If hailing from the street, try to pick a newer model taxi or one that has Radio Taxi written on the side.
If possible, only use a radio taxi or remise (see Car Services and Radio Taxis).
Do not choose a taxi that doesn't have the front passenger seat pulled up as far as possible towards the dashboard (if the front seat is back, this better enables the driver to pick up a "partner".
Do not use a taxi that doesn't have the license visible
Memorize the taxista's license number or either call a friend and give them the information over a cell phone. This allows the driver to know that his information has been recorded.
Lock the doors once inside.
NEVER hail a cab after leaving a bank or instant bank machine.
SWITCHING BILLS IN A TAXI
Problem: There are endless stories of taxi drivers quickly switching a bill you give them for a smaller bill and trying to make you believe that you shorted the driver. (You give them a $50, they quickly change it without you noticing and swear you only gave them a $10).
What to Do: Make sure you KNOW what denomination you are handing over and make sure the taxi driver is aware of this, especially when dealing with bills over $10. Even better, have change and give them the exact amount.

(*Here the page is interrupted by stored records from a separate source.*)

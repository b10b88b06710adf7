//! Abstract evaluation of typed functions over symbolic values.

use super::{bind_inputs, join, unknown_of, SymValue};
use crate::error::{JitError, JitResult};
use crate::ir::{
    block_returns, Const, Lhs, Phi, Stmt, TypedExpr, TypedExprKind, TypedFn, TypedFnId, UnaryOp,
};
use crate::specialize::SpecializationCache;
use crate::types::JitType;
use crate::value::range_len;
use log::trace;
use std::collections::HashMap;

/// Rounds a loop gets before its carried values are widened
const LOOP_ROUNDS: usize = 4;

type Env = HashMap<String, SymValue>;

/// Shape evaluator over the published specializations of one session
#[derive(Debug)]
pub struct ShapeInference<'c> {
    functions: &'c SpecializationCache,
    /// Functions currently being evaluated, innermost last
    stack: Vec<TypedFnId>,
}

/// Per-function evaluation context
struct Frame<'f> {
    function: &'f TypedFn,
    env: Env,
    returns: Vec<SymValue>,
}

impl Frame<'_> {
    fn type_of(&self, name: &str) -> Option<&JitType> {
        self.function.type_env.get(name)
    }

    /// Array contents are only tracked when nothing can store into them
    fn tracks_contents(&self) -> bool {
        !self.function.writes_memory
    }
}

/// Normalized symbolic result shape of `function` over fresh inputs
pub fn call_shape_expr(functions: &SpecializationCache, function: &TypedFn) -> JitResult<SymValue> {
    let inputs = bind_inputs(&function.input_types);
    let result = ShapeInference::new(functions).eval_function(function, inputs)?;
    Ok(result.into_shape())
}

Note: The advice of picking up one peso coins and using them to pay for short taxi rides is an excellent idea. I will include this advice for my students this year!
POSITIVE TAXI EXPERIENCES
It's popular among portenos to claim that all taxi drivers are dishonest and, while it is true that a very small minority of drivers are not to be trusted, it should also be remembered that the vast majority are honest, hard-working people trying to make a living and charging a good deal less than their counterparts in many North American and European cities. This is not meant to give the impression that nothing bad ever happens in a taxi but to provide a bit of perspective on the frequent claim that all taxi drivers are thieves and con men. They most certainly are not!
CAUTION WITH JEWELRY
Problem: Upon your arrival in Buenos Aires you may notice that Argentine women love to wear jewelry but that diamond engagement rings or any piece of jewelry where a diamond is paramount is not common in this culture. Although Buenos Aires is one of the safest Latin American cities, we do not recommend wearing this type of jewelry on a daily basis because it will draw attention and you will become a more visible target for a thief.
What to do: Use caution and common sense when choosing when and where you should wear your jewelry or nice watches. You should keep it to a minimum, such as dinner at a nice restaurant or maybe a party at a friend's house where you are not taking public transportation, taxis or walking a long distance.
Best advice...leave your Rolex at home and wear your timex.
There are purse snatchers in most areas that attract tourists. One common method is for two thieves to partner, with one grabbing your bag with the partner waiting nearby on a motorscooter so the thief can jump on and they can escape quickly.....
What to do.
Walk facing traffic on one way streets. Keep your bag on the side nearest the buildings and away from the street.
Wear your camera and shoulder bags across your body instead of dangling off your shoulder. Keep back packs in front of you, instead of on your back to reduce the possibility of having your purse snatched.